A similar blast in Helmand on Thursday killed five Afghan police and wounded three, the interior ministry said.
In eastern Afghanistan, another traditional flashpoint, militants ambushed a convoy of
tankers transporting fuel to international forces, killing two drivers and wounding a third, the ministry said.
The convoy was attacked on a road to Kabul from the eastern city of Jalalabad, near the border with Pakistan, it said. Police arrested a suspect.
This year has seen a record number of attacks in Afghanistan, alarming a population tired of decades of conflict and the host of international powers on which the fragile nation relies for security and aid.
The new NATO chief, Anders Fogh Rasmussen, on Thursday meanwhile continued his maiden visit to Afghanistan.
After arriving in Kabul on Wednesday, he said his decision to visit Afghanistan so soon after taking office on Monday showed that the country was a priority for the 28-nation alliance.

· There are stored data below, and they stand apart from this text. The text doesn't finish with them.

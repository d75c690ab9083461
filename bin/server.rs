// ERP Sync - Web Server
// REST surface over the sync and ingestion engines (axum)

use axum::{
    extract::{Path, State},
    http::StatusCode,
    response::{IntoResponse, Json, Response},
    routing::{get, post},
    Router,
};
use erp_sync::logging::init_logging;
use erp_sync::{
    setup_database, EntityCatalog, EventClassifier, EventIngestor, HttpRemoteCatalog,
    ProcessingOutcome, Settings, SqliteLocalCatalog, SqliteStore, StatusError, StatusReporter,
    SyncError, SyncService,
};
use rusqlite::Connection;
use serde::{Deserialize, Serialize};
use serde_json::Value;
use std::sync::{Arc, Mutex};
use tower_http::cors::CorsLayer;
use tower_http::trace::TraceLayer;
use tracing::{error, info};

/// Shared application state
///
/// The connection mutex doubles as the run lock: one run at a time.
#[derive(Clone)]
struct AppState {
    settings: Arc<Settings>,
    catalog: Arc<EntityCatalog>,
    db: Arc<Mutex<Connection>>,
}

/// API Response wrapper
#[derive(Serialize)]
struct ApiResponse<T> {
    success: bool,
    #[serde(skip_serializing_if = "Option::is_none")]
    data: Option<T>,
    #[serde(skip_serializing_if = "Option::is_none")]
    error: Option<String>,
}

impl<T: Serialize> ApiResponse<T> {
    fn ok(data: T) -> Response {
        (
            StatusCode::OK,
            Json(ApiResponse {
                success: true,
                data: Some(data),
                error: None,
            }),
        )
            .into_response()
    }
}

fn failure(status: StatusCode, message: impl ToString) -> Response {
    (
        status,
        Json(ApiResponse::<()> {
            success: false,
            data: None,
            error: Some(message.to_string()),
        }),
    )
        .into_response()
}

/// Outcome of a blocking run, already mapped to an HTTP status
type RunResult = Result<Value, (StatusCode, String)>;

fn sync_status(err: &SyncError) -> StatusCode {
    match err {
        SyncError::UnknownEntity(_) => StatusCode::NOT_FOUND,
        SyncError::Config(_) => StatusCode::SERVICE_UNAVAILABLE,
        _ => StatusCode::BAD_GATEWAY,
    }
}

fn status_error_code(err: &StatusError) -> StatusCode {
    match err {
        StatusError::RecordNotFound(_) | StatusError::RemoteEventNotFound(_) => StatusCode::NOT_FOUND,
        StatusError::InvalidFingerprint(_) | StatusError::NoKeyField(_) => StatusCode::BAD_REQUEST,
        StatusError::Remote(_) => StatusCode::BAD_GATEWAY,
        StatusError::Storage(_) => StatusCode::INTERNAL_SERVER_ERROR,
    }
}

fn internal(err: impl std::fmt::Display) -> (StatusCode, String) {
    (StatusCode::INTERNAL_SERVER_ERROR, format!("{:#}", err))
}

fn to_value(value: impl Serialize) -> RunResult {
    serde_json::to_value(value).map_err(internal)
}

/// Run `job` on the blocking pool holding the run lock
async fn run_locked<F>(state: AppState, job: F) -> Response
where
    F: FnOnce(&Settings, &EntityCatalog, &Connection) -> RunResult + Send + 'static,
{
    let result = tokio::task::spawn_blocking(move || {
        let conn = state
            .db
            .lock()
            .map_err(|_| internal("database lock poisoned"))?;
        job(&state.settings, &state.catalog, &conn)
    })
    .await;

    match result {
        Ok(Ok(data)) => ApiResponse::ok(data),
        Ok(Err((status, message))) => {
            error!(status = %status, "{}", message);
            failure(status, message)
        }
        Err(join_error) => failure(StatusCode::INTERNAL_SERVER_ERROR, join_error),
    }
}

fn remote_client(settings: &Settings) -> Result<HttpRemoteCatalog, (StatusCode, String)> {
    HttpRemoteCatalog::from_settings(settings)
        .map_err(|e| (StatusCode::SERVICE_UNAVAILABLE, format!("{:#}", e)))
}

// ============================================================================
// API Handlers
// ============================================================================

/// GET /health - Health check
async fn health_check() -> Response {
    ApiResponse::ok("OK")
}

/// POST /sync/all - Reconcile every entity kind
async fn sync_all(State(state): State<AppState>) -> Response {
    run_locked(state, |settings, catalog, conn| {
        let client = remote_client(settings)?;
        let local = SqliteLocalCatalog::new(conn, &settings.export_dir);
        let service = SyncService::new(conn, catalog, &local, &client, &settings.tenant);
        let reports = service
            .sync_all()
            .map_err(|e| (sync_status(&e), e.to_string()))?;
        to_value(reports)
    })
    .await
}

/// POST /sync/entity/:name - Reconcile one entity kind
async fn sync_entity(State(state): State<AppState>, Path(name): Path<String>) -> Response {
    run_locked(state, move |settings, catalog, conn| {
        let client = remote_client(settings)?;
        let local = SqliteLocalCatalog::new(conn, &settings.export_dir);
        let service = SyncService::new(conn, catalog, &local, &client, &settings.tenant);
        let report = service
            .sync_entity(&name)
            .map_err(|e| (sync_status(&e), e.to_string()))?;
        to_value(report)
    })
    .await
}

#[derive(Debug, Default, Deserialize)]
struct IngestRequest {
    limit: Option<usize>,
}

/// POST /sync/worker-events - Ingest pending worker change events
async fn sync_worker_events(
    State(state): State<AppState>,
    body: Option<Json<IngestRequest>>,
) -> Response {
    let limit = body.map(|Json(b)| b.limit).unwrap_or_default();
    run_locked(state, move |settings, _, conn| {
        let client = remote_client(settings)?;
        let ingestor = EventIngestor::new(EventClassifier::new(settings.classifier));
        let stats = ingestor
            .sync_remote(&client, limit, &SqliteStore::new(conn))
            .map_err(|e| (sync_status(&e), e.to_string()))?;
        to_value(stats)
    })
    .await
}

#[derive(Debug, Default, Deserialize)]
struct ReportRequest {
    error: Option<String>,
}

/// POST /worker-events/:id/report - Report a persisted event as processed
async fn report_worker_event(
    State(state): State<AppState>,
    Path(id): Path<i64>,
    body: Option<Json<ReportRequest>>,
) -> Response {
    let outcome = match body.and_then(|Json(b)| b.error) {
        Some(detail) => ProcessingOutcome::Failure { detail },
        None => ProcessingOutcome::Success,
    };
    run_locked(state, move |settings, _, conn| {
        let client = remote_client(settings)?;
        let result = StatusReporter::new(&client, &settings.tenant)
            .report(conn, id, &outcome)
            .map_err(|e| (status_error_code(&e), e.to_string()))?;
        to_value(result)
    })
    .await
}

// ============================================================================
// Main Server
// ============================================================================

#[tokio::main]
async fn main() -> anyhow::Result<()> {
    let settings = Settings::from_env()?;
    init_logging(&settings.log_level);

    let conn = Connection::open(&settings.db_path)?;
    setup_database(&conn)?;
    info!(path = ?settings.db_path, "database opened");

    let catalog = match &settings.entity_catalog {
        Some(path) => EntityCatalog::from_file(path)?,
        None => EntityCatalog::builtin(),
    };

    let addr = settings.server_addr.clone();
    let state = AppState {
        settings: Arc::new(settings),
        catalog: Arc::new(catalog),
        db: Arc::new(Mutex::new(conn)),
    };

    let app = Router::new()
        .route("/health", get(health_check))
        .route("/sync/all", post(sync_all))
        .route("/sync/entity/:name", post(sync_entity))
        .route("/sync/worker-events", post(sync_worker_events))
        .route("/worker-events/:id/report", post(report_worker_event))
        .with_state(state)
        .layer(TraceLayer::new_for_http())
        .layer(CorsLayer::permissive());

    let listener = tokio::net::TcpListener::bind(&addr).await?;
    info!("🚀 Server running on http://{}", addr);

    axum::serve(listener, app).await?;
    Ok(())
}
// ⚖️ Reconciliation Engine - Local catalog vs remote snapshot
//
// One pass per entity kind:
//   1. index local rows by identity (composites by the full joined key)
//   2. walk the remote snapshot in source order: purge duplicates, compare,
//      update or delete
//   3. create every local identity the snapshot never showed
//
// Per-record failures land in the report and never stop the pass. The
// engine keeps no cache; callers re-list the remote afterwards.

use crate::catalog::{EntityDescriptor, LocalValue, TemplateSource};
use crate::error::{RemoteError, SyncError};
use crate::identity::{field_text, IdentityOutcome, IdentityResolver, RemoteRecord};
use crate::local::LocalRecord;
use crate::remote::{RemoteCatalogClient, RemoteKey};
use serde::{Deserialize, Serialize};
use serde_json::Value;
use std::collections::{HashMap, HashSet};
use std::fmt;
use tracing::{debug, info, warn};

// ============================================================================
// ACTIONS
// ============================================================================

#[derive(Debug, Clone, PartialEq, Eq, Serialize, Deserialize)]
#[serde(tag = "action", rename_all = "snake_case")]
pub enum ReconciliationAction {
    Created,
    Updated { fields: Vec<String> },
    Deleted,
    Unchanged,
    DuplicateRemoved,
    Errored { error: String },
}

impl ReconciliationAction {
    pub fn label(&self) -> &'static str {
        match self {
            ReconciliationAction::Created => "created",
            ReconciliationAction::Updated { .. } => "updated",
            ReconciliationAction::Deleted => "deleted",
            ReconciliationAction::Unchanged => "unchanged",
            ReconciliationAction::DuplicateRemoved => "duplicate_removed",
            ReconciliationAction::Errored { .. } => "errored",
        }
    }
}

#[derive(Debug, Clone, PartialEq, Eq, Serialize, Deserialize)]
pub struct ActionEntry {
    pub identity: String,
    #[serde(flatten)]
    pub action: ReconciliationAction,
}

/// Remote record left out of the pass (no usable identity)
#[derive(Debug, Clone, PartialEq, Eq, Serialize, Deserialize)]
pub struct SkippedRecord {
    /// Position in the remote snapshot
    pub position: usize,
    pub reason: String,
}

// ============================================================================
// ACTION REPORT
// ============================================================================

#[derive(Debug, Clone, Default, PartialEq, Eq, Serialize, Deserialize)]
pub struct ActionCounts {
    pub created: usize,
    pub updated: usize,
    pub deleted: usize,
    pub unchanged: usize,
    pub duplicates_removed: usize,
    pub errored: usize,
}

#[derive(Debug, Clone, Serialize, Deserialize)]
pub struct ActionReport {
    pub run_id: String,
    pub entity: String,
    pub entries: Vec<ActionEntry>,
    pub skipped: Vec<SkippedRecord>,
    pub reconciled_at: chrono::DateTime<chrono::Utc>,
}

impl ActionReport {
    fn new(entity: &str) -> Self {
        ActionReport {
            run_id: uuid::Uuid::new_v4().to_string(),
            entity: entity.to_string(),
            entries: Vec::new(),
            skipped: Vec::new(),
            reconciled_at: chrono::Utc::now(),
        }
    }

    fn push(&mut self, identity: &str, action: ReconciliationAction) {
        self.entries.push(ActionEntry {
            identity: identity.to_string(),
            action,
        });
    }

    pub fn counts(&self) -> ActionCounts {
        let mut counts = ActionCounts::default();
        for entry in &self.entries {
            match entry.action {
                ReconciliationAction::Created => counts.created += 1,
                ReconciliationAction::Updated { .. } => counts.updated += 1,
                ReconciliationAction::Deleted => counts.deleted += 1,
                ReconciliationAction::Unchanged => counts.unchanged += 1,
                ReconciliationAction::DuplicateRemoved => counts.duplicates_removed += 1,
                ReconciliationAction::Errored { .. } => counts.errored += 1,
            }
        }
        counts
    }

    /// Entries for one identity, in the order they were recorded
    pub fn actions_for(&self, identity: &str) -> Vec<&ReconciliationAction> {
        self.entries
            .iter()
            .filter(|e| e.identity == identity)
            .map(|e| &e.action)
            .collect()
    }

    pub fn has_errors(&self) -> bool {
        self.counts().errored > 0
    }

    /// Nothing was mutated remotely
    pub fn is_converged(&self) -> bool {
        self.entries
            .iter()
            .all(|e| e.action == ReconciliationAction::Unchanged)
    }

    pub fn summary(&self) -> String {
        let c = self.counts();
        format!(
            "{}: {} created, {} updated, {} deleted, {} unchanged, {} duplicates removed, {} errors, {} skipped",
            self.entity,
            c.created,
            c.updated,
            c.deleted,
            c.unchanged,
            c.duplicates_removed,
            c.errored,
            self.skipped.len()
        )
    }
}

impl fmt::Display for ActionReport {
    fn fmt(&self, f: &mut fmt::Formatter<'_>) -> fmt::Result {
        f.write_str(&self.summary())
    }
}

// ============================================================================
// LOCAL INDEX
// ============================================================================

/// Local rows by identity; composite rows match only on the full joined key
struct LocalIndex<'a> {
    by_identity: HashMap<&'a str, &'a LocalRecord>,
    ordered: Vec<&'a LocalRecord>,
}

impl<'a> LocalIndex<'a> {
    fn build(records: &'a [LocalRecord]) -> Self {
        let mut by_identity = HashMap::new();
        let mut ordered = Vec::new();

        for record in records {
            let id = record.id.trim();
            if id.is_empty() || by_identity.contains_key(id) {
                continue;
            }
            by_identity.insert(id, record);
            ordered.push(record);
        }

        LocalIndex {
            by_identity,
            ordered,
        }
    }

    fn lookup(&self, identity: &str) -> Option<&'a LocalRecord> {
        self.by_identity.get(identity).copied()
    }
}

fn local_value<'a>(record: &'a LocalRecord, source: &LocalValue) -> &'a str {
    match source {
        LocalValue::Display => record.display_value.trim(),
        LocalValue::Extra(name) => record.extra(name).unwrap_or("").trim(),
    }
}

// ============================================================================
// RECONCILIATION ENGINE
// ============================================================================

pub struct ReconciliationEngine {
    /// Tenant partition written into payloads and key expressions
    pub tenant: String,
}

impl ReconciliationEngine {
    pub fn new(tenant: &str) -> Self {
        ReconciliationEngine {
            tenant: tenant.to_string(),
        }
    }

    /// Diff `local` against `remote` and issue the mutations through `client`
    pub fn reconcile(
        &self,
        client: &dyn RemoteCatalogClient,
        descriptor: &EntityDescriptor,
        local: &[LocalRecord],
        remote: &[RemoteRecord],
    ) -> ActionReport {
        let mut report = ActionReport::new(&descriptor.name);
        let index = LocalIndex::build(local);
        let resolver = IdentityResolver::for_entity(descriptor);
        let mut seen: HashSet<String> = HashSet::new();

        for (position, record) in remote.iter().enumerate() {
            let identity = match resolver.resolve(record) {
                IdentityOutcome::Found(identity) => identity,
                IdentityOutcome::Incomplete { missing } => {
                    let err = SyncError::MissingIdentityFields(missing);
                    debug!(entity = %descriptor.name, position, "{}", err);
                    report.skipped.push(SkippedRecord {
                        position,
                        reason: err.to_string(),
                    });
                    continue;
                }
                IdentityOutcome::Missing => {
                    let err = SyncError::UnresolvableIdentity {
                        entity: descriptor.name.clone(),
                    };
                    debug!(position, "{}", err);
                    report.skipped.push(SkippedRecord {
                        position,
                        reason: err.to_string(),
                    });
                    continue;
                }
            };

            let key = RemoteKey::from_record(descriptor, &self.tenant, record, &identity);

            if !seen.insert(identity.clone()) {
                let action = self.remove_duplicate(client, descriptor, &identity, &key);
                report.push(&identity, action);
                continue;
            }

            let action = match index.lookup(&identity) {
                Some(counterpart) => self.compare_and_update(client, descriptor, counterpart, record, &key),
                None => self.delete_orphan(client, descriptor, &identity, &key),
            };
            report.push(&identity, action);
        }

        for record in &index.ordered {
            let identity = record.id.trim();
            if seen.contains(identity) {
                continue;
            }
            let action = self.create_missing(client, descriptor, record);
            report.push(identity, action);
        }

        info!(
            entity = %descriptor.name,
            run_id = %report.run_id,
            "{}",
            report.summary()
        );
        report
    }

    fn remove_duplicate(
        &self,
        client: &dyn RemoteCatalogClient,
        descriptor: &EntityDescriptor,
        identity: &str,
        key: &RemoteKey,
    ) -> ReconciliationAction {
        warn!(
            "{}",
            SyncError::DuplicateIdentity {
                entity: descriptor.name.clone(),
                identity: identity.to_string(),
            }
        );
        match client.delete(&descriptor.name, key) {
            Ok(()) => ReconciliationAction::DuplicateRemoved,
            Err(e) if e.is_not_found() => ReconciliationAction::DuplicateRemoved,
            Err(e) => errored(e),
        }
    }

    fn compare_and_update(
        &self,
        client: &dyn RemoteCatalogClient,
        descriptor: &EntityDescriptor,
        local: &LocalRecord,
        remote: &RemoteRecord,
        key: &RemoteKey,
    ) -> ReconciliationAction {
        let mut changes = RemoteRecord::new();
        for field in &descriptor.comparable {
            let wanted = local_value(local, &field.local);
            let current = field_text(remote, &field.remote_field).unwrap_or_default();
            if current != wanted {
                changes.insert(field.remote_field.clone(), Value::String(wanted.to_string()));
            }
        }

        if changes.is_empty() {
            return ReconciliationAction::Unchanged;
        }

        let fields: Vec<String> = changes.keys().cloned().collect();
        let payload = if descriptor.partial_update {
            changes
        } else {
            self.build_payload(descriptor, local)
        };

        match client.update(&descriptor.name, key, &payload, None) {
            Ok(_) => ReconciliationAction::Updated { fields },
            Err(e) => {
                warn!(entity = %descriptor.name, key = %key, error = %e, "update failed");
                errored(e)
            }
        }
    }

    fn delete_orphan(
        &self,
        client: &dyn RemoteCatalogClient,
        descriptor: &EntityDescriptor,
        identity: &str,
        key: &RemoteKey,
    ) -> ReconciliationAction {
        match client.delete(&descriptor.name, key) {
            Ok(()) => ReconciliationAction::Deleted,
            // Already gone remotely
            Err(e) if e.is_not_found() => {
                debug!(entity = %descriptor.name, identity, "delete target already absent");
                ReconciliationAction::Deleted
            }
            Err(e) => {
                warn!(entity = %descriptor.name, key = %key, error = %e, "delete failed");
                errored(e)
            }
        }
    }

    fn create_missing(
        &self,
        client: &dyn RemoteCatalogClient,
        descriptor: &EntityDescriptor,
        local: &LocalRecord,
    ) -> ReconciliationAction {
        let payload = self.build_payload(descriptor, local);
        match client.create(&descriptor.name, &payload) {
            Ok(_) => ReconciliationAction::Created,
            Err(e) if e.is_already_exists() => {
                debug!("{}", SyncError::AlreadyExists(local.id.trim().to_string()));
                ReconciliationAction::Unchanged
            }
            Err(e) => {
                warn!(entity = %descriptor.name, identity = %local.id, error = %e, "create failed");
                errored(e)
            }
        }
    }

    /// Create payload from the entity kind's template
    pub fn build_payload(&self, descriptor: &EntityDescriptor, local: &LocalRecord) -> RemoteRecord {
        let identity = local.id.trim();
        let mut payload = RemoteRecord::new();

        for field in &descriptor.create_template {
            let value = match &field.source {
                TemplateSource::Tenant => Some(self.tenant.clone()),
                TemplateSource::Identity => Some(identity.to_string()),
                TemplateSource::Display => Some(local.display_value.trim().to_string()),
                TemplateSource::IdentityPart(index) => match &descriptor.composite {
                    Some(composite) => composite.split(identity).get(*index).map(|p| p.to_string()),
                    None if *index == 0 => Some(identity.to_string()),
                    None => None,
                },
                TemplateSource::Extra(name) => local
                    .extra(name)
                    .map(str::trim)
                    .filter(|v| !v.is_empty())
                    .map(str::to_string),
                TemplateSource::Literal(value) => Some(value.clone()),
            };
            if let Some(value) = value {
                payload.insert(field.field.clone(), Value::String(value));
            }
        }
        payload
    }
}

fn errored(err: RemoteError) -> ReconciliationAction {
    ReconciliationAction::Errored {
        error: SyncError::RemoteCallFailure(err).to_string(),
    }
}

// ============================================================================
// TESTS
// ============================================================================
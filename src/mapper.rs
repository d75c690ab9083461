// 🔁 Record Mapper - Inbound event <-> canonical persisted record
//
// Pure functions, no I/O. Inbound: blank -> absent, numeric best-value for
// phone and insurance number, decimal salary, dates to YYYY-MM-DD.
// Outbound: the minimal status payload reported back to the ERP.

use crate::events::{fields, ChangeEvent, EventKind, SubjectKey};
use crate::ledger::Fingerprint;
use crate::temporal::to_iso_date;
use crate::workers::WorkerRecord;
use chrono::NaiveDateTime;
use serde::{Deserialize, Serialize};
use serde_json::{Map, Value};

// ============================================================================
// PERSISTED RECORD
// ============================================================================

/// Canonical row written once an event clears the chronological gate
#[derive(Debug, Clone, PartialEq, Serialize, Deserialize)]
pub struct PersistedRecord {
    /// Assigned by storage
    pub id: Option<i64>,
    pub kind: EventKind,
    pub worker_key: String,
    pub subject: SubjectKey,

    pub tax_id: Option<String>,
    pub gender: Option<String>,
    pub insurance_number: Option<String>,
    pub birth_date: Option<String>,
    pub email: Option<String>,
    pub phone: Option<String>,
    pub zip_code: Option<String>,
    pub start_date: Option<String>,
    /// Decimal with a dot separator
    pub salary: Option<String>,
    pub bank_account: Option<String>,
    pub holiday_group: Option<i64>,
    pub library_group: Option<i64>,
    pub advance_group: Option<i64>,

    pub street: Option<String>,
    pub city: Option<String>,
    pub county: Option<String>,
    pub nationality: Option<i64>,

    pub job_position: Option<String>,
    pub contract_type: Option<String>,
    pub seniority_date: Option<String>,
    pub contract_end_date: Option<String>,
    pub contract_reason: Option<String>,

    pub personnel_number: Option<String>,
    pub fingerprint: Fingerprint,
    pub created_at: NaiveDateTime,
    /// Canonical URL of the remote event, when the ERP exposed one
    pub remote_url: Option<String>,
    /// Finalized downstream and reported back
    pub processed: bool,
}

// ============================================================================
// VALUE NORMALISATION
// ============================================================================

/// Digits with an optional leading minus and at most one decimal separator
pub fn is_numeric_string(value: &str) -> bool {
    let trimmed = value.trim();
    let unsigned = trimmed.strip_prefix('-').unwrap_or(trimmed);
    let mut separators = 0;
    let mut digits = 0;
    for c in unsigned.chars() {
        match c {
            '0'..='9' => digits += 1,
            '.' | ',' => separators += 1,
            _ => return false,
        }
    }
    digits > 0 && separators <= 1
}

/// Decimal text with a dot separator, or None when not numeric
pub fn parse_decimal(value: &str) -> Option<String> {
    if !is_numeric_string(value) {
        return None;
    }
    let normalized = value.trim().replace(',', ".");
    // Reject forms like "." or "-." that slipped through
    normalized.parse::<f64>().ok().map(|_| normalized)
}

pub fn parse_int(value: &str) -> Option<i64> {
    value.trim().parse::<i64>().ok()
}

/// Inbound value when it is numeric; otherwise, for modifications only, the
/// stored history value when that one is numeric
fn best_numeric(
    inbound: Option<String>,
    stored: Option<&str>,
    kind: EventKind,
) -> Option<String> {
    if let Some(value) = inbound.as_deref() {
        if is_numeric_string(value) {
            return inbound;
        }
    }
    if kind != EventKind::Modification {
        return None;
    }
    stored
        .map(str::trim)
        .filter(|s| !s.is_empty() && is_numeric_string(s))
        .map(str::to_string)
}

// ============================================================================
// INBOUND -> CANONICAL
// ============================================================================

pub fn to_persisted(
    event: &ChangeEvent,
    kind: EventKind,
    worker_key: &str,
    reference: Option<&WorkerRecord>,
) -> PersistedRecord {
    let date = |name: &str| event.field(name).and_then(|v| to_iso_date(&v));
    let int = |name: &str| event.field(name).and_then(|v| parse_int(&v));

    PersistedRecord {
        id: None,
        kind,
        worker_key: worker_key.to_string(),
        subject: event.subject(),

        tax_id: event.tax_id(),
        gender: event.field(fields::GENDER),
        insurance_number: best_numeric(
            event.insurance_number(),
            reference.and_then(|r| r.insurance_number.as_deref()),
            kind,
        ),
        birth_date: date(fields::BIRTH_DATE),
        email: event.field(fields::EMAIL),
        phone: best_numeric(
            event.field(fields::PHONE),
            reference.and_then(|r| r.phone.as_deref()),
            kind,
        ),
        zip_code: event.field(fields::ZIP_CODE),
        start_date: date(fields::START_DATE),
        salary: event.field(fields::SALARY).and_then(|v| parse_decimal(&v)),
        bank_account: event.field(fields::BANK_ACCOUNT),
        holiday_group: int(fields::HOLIDAY_GROUP),
        library_group: int(fields::LIBRARY_GROUP),
        advance_group: int(fields::ADVANCE_GROUP),

        street: event.field(fields::STREET),
        city: event.field(fields::CITY),
        county: event.field(fields::COUNTY),
        nationality: int(fields::COUNTRY),

        job_position: event.field(fields::JOB_POSITION),
        contract_type: event.field(fields::CONTRACT_TYPE),
        seniority_date: date(fields::SENIORITY_DATE),
        contract_end_date: date(fields::END_DATE),
        contract_reason: event.field(fields::CONTRACT_REASON),

        personnel_number: event.personnel_number(),
        fingerprint: event.fingerprint.clone(),
        created_at: event.created_at,
        remote_url: event.odata_id(),
        processed: false,
    }
}

// ============================================================================
// CANONICAL -> OUTBOUND STATUS
// ============================================================================

/// Downstream outcome reported back to the ERP
#[derive(Debug, Clone, PartialEq, Eq, Serialize, Deserialize)]
pub enum ProcessingOutcome {
    Success,
    Failure { detail: String },
}

#[derive(Debug, Clone, PartialEq, Eq, Serialize, Deserialize)]
pub struct StatusPayload {
    pub processed: bool,
    pub success: bool,
    pub error: bool,
    pub error_detail: Option<String>,
    pub personnel_number: Option<String>,
}

const DEFAULT_STATUS_DETAIL: &str = "Processed by payroll integration";

fn yes_no(flag: bool) -> Value {
    Value::String(if flag { "Yes" } else { "No" }.to_string())
}

impl StatusPayload {
    pub fn from_outcome(record: &PersistedRecord, outcome: &ProcessingOutcome) -> Self {
        let (success, error_detail) = match outcome {
            ProcessingOutcome::Success => (true, None),
            ProcessingOutcome::Failure { detail } => (false, Some(detail.clone())),
        };
        StatusPayload {
            processed: true,
            success,
            error: !success,
            error_detail,
            personnel_number: record.personnel_number.clone(),
        }
    }

    /// Remote field map for the PATCH body
    pub fn to_remote(&self) -> Map<String, Value> {
        let mut body = Map::new();
        body.insert("Processed".to_string(), yes_no(self.processed));
        body.insert("ProcessedSuccess".to_string(), yes_no(self.success));
        body.insert("ProcessedError".to_string(), yes_no(self.error));
        body.insert(
            "TransitionReasonDescription".to_string(),
            Value::String(
                self.error_detail
                    .clone()
                    .unwrap_or_else(|| DEFAULT_STATUS_DETAIL.to_string()),
            ),
        );
        if let Some(number) = &self.personnel_number {
            body.insert(
                fields::PERSONNEL_NUMBER.to_string(),
                Value::String(number.clone()),
            );
        }
        body
    }
}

Rasmussen, former Danish prime minister, vowed to strengthen military efforts to defeat insurgents but conceded peace talks with certain groups many be an option to end mounting
violence.
However a prerequisite was "that the Afghan government can conduct the talks and negotiations from a position of strength."
"There is no alternative whatsoever to continued and strengthened military efforts," he said after talks with President Hamid Karzai.
The secretary general was to continue a series of meetings Thursday, including with some of the 41 candidates for the presidential elections, for which Karzai is the frontrunner.